▸ What you have to do: Needed from the entries below: every line that holds the word "deadline".

═════ Data for analysis ═════

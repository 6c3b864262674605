//! Stored entries
//!
//! A value plus its optional absolute expiration instant.

use std::fmt;
use std::time::{Duration, SystemTime, UNIX_EPOCH};

use serde::{Deserialize, Serialize};

/// A single stored value
///
/// `expires_at` is wall-clock time so it stays meaningful after being
/// written to a snapshot and loaded by another process.
#[derive(Debug, Clone, PartialEq, Eq, Serialize, Deserialize)]
pub struct Entry {
    /// The stored value, verbatim
    pub value: String,

    /// Absolute deadline; `None` means the entry never expires
    pub expires_at: Option<SystemTime>,
}

impl Entry {
    /// Create an entry with no expiration
    pub fn new(value: impl Into<String>) -> Self {
        Self {
            value: value.into(),
            expires_at: None,
        }
    }

    /// Create an entry that expires at `deadline`
    pub fn with_deadline(value: impl Into<String>, deadline: SystemTime) -> Self {
        Self {
            value: value.into(),
            expires_at: Some(deadline),
        }
    }

    /// True if the deadline is at or before `now`
    pub fn is_expired_at(&self, now: SystemTime) -> bool {
        matches!(self.expires_at, Some(deadline) if deadline <= now)
    }

    /// Remaining lifetime as seen at `now`
    pub fn ttl_at(&self, now: SystemTime) -> Ttl {
        match self.expires_at {
            None => Ttl::Persistent,
            Some(deadline) => {
                // A deadline in the past clamps to zero
                Ttl::Remaining(deadline.duration_since(now).unwrap_or(Duration::ZERO))
            }
        }
    }
}

impl fmt::Display for Entry {
    fn fmt(&self, f: &mut fmt::Formatter<'_>) -> fmt::Result {
        write!(f, "{{value: {:?}, expires_at: ", self.value)?;
        match self.expires_at {
            Some(deadline) => {
                let secs = deadline
                    .duration_since(UNIX_EPOCH)
                    .map(|d| d.as_secs_f64())
                    .unwrap_or(0.0);
                write!(f, "{}}}", secs)
            }
            None => write!(f, "none}}"),
        }
    }
}

/// Result of a TTL query
#[derive(Debug, Clone, Copy, PartialEq)]
pub enum Ttl {
    /// Key does not exist (`-2`)
    Missing,

    /// Key exists without expiration (`-1`)
    Persistent,

    /// Time left before the key becomes eligible for eviction
    Remaining(Duration),
}

impl Ttl {
    /// Numeric form used on the wire
    pub fn as_secs_f64(&self) -> f64 {
        match self {
            Ttl::Missing => -2.0,
            Ttl::Persistent => -1.0,
            Ttl::Remaining(d) => d.as_secs_f64(),
        }
    }
}

impl fmt::Display for Ttl {
    fn fmt(&self, f: &mut fmt::Formatter<'_>) -> fmt::Result {
        match self {
            Ttl::Missing => write!(f, "-2"),
            Ttl::Persistent => write!(f, "-1"),
            Ttl::Remaining(d) => write!(f, "{}", d.as_secs_f64()),
        }
    }
}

═════

▸ Completed task:
    /// Absolute deadline; `None` means the entry never expires
    /// Create an entry that expires at `deadline`
    pub fn with_deadline(value: impl Into<String>, deadline: SystemTime) -> Self {
            expires_at: Some(deadline),
    /// True if the deadline is at or before `now`
        matches!(self.expires_at, Some(deadline) if deadline <= now)
            Some(deadline) => {
                // A deadline in the past clamps to zero
                Ttl::Remaining(deadline.duration_since(now).unwrap_or(Duration::ZERO))
            Some(deadline) => {
                let secs = deadline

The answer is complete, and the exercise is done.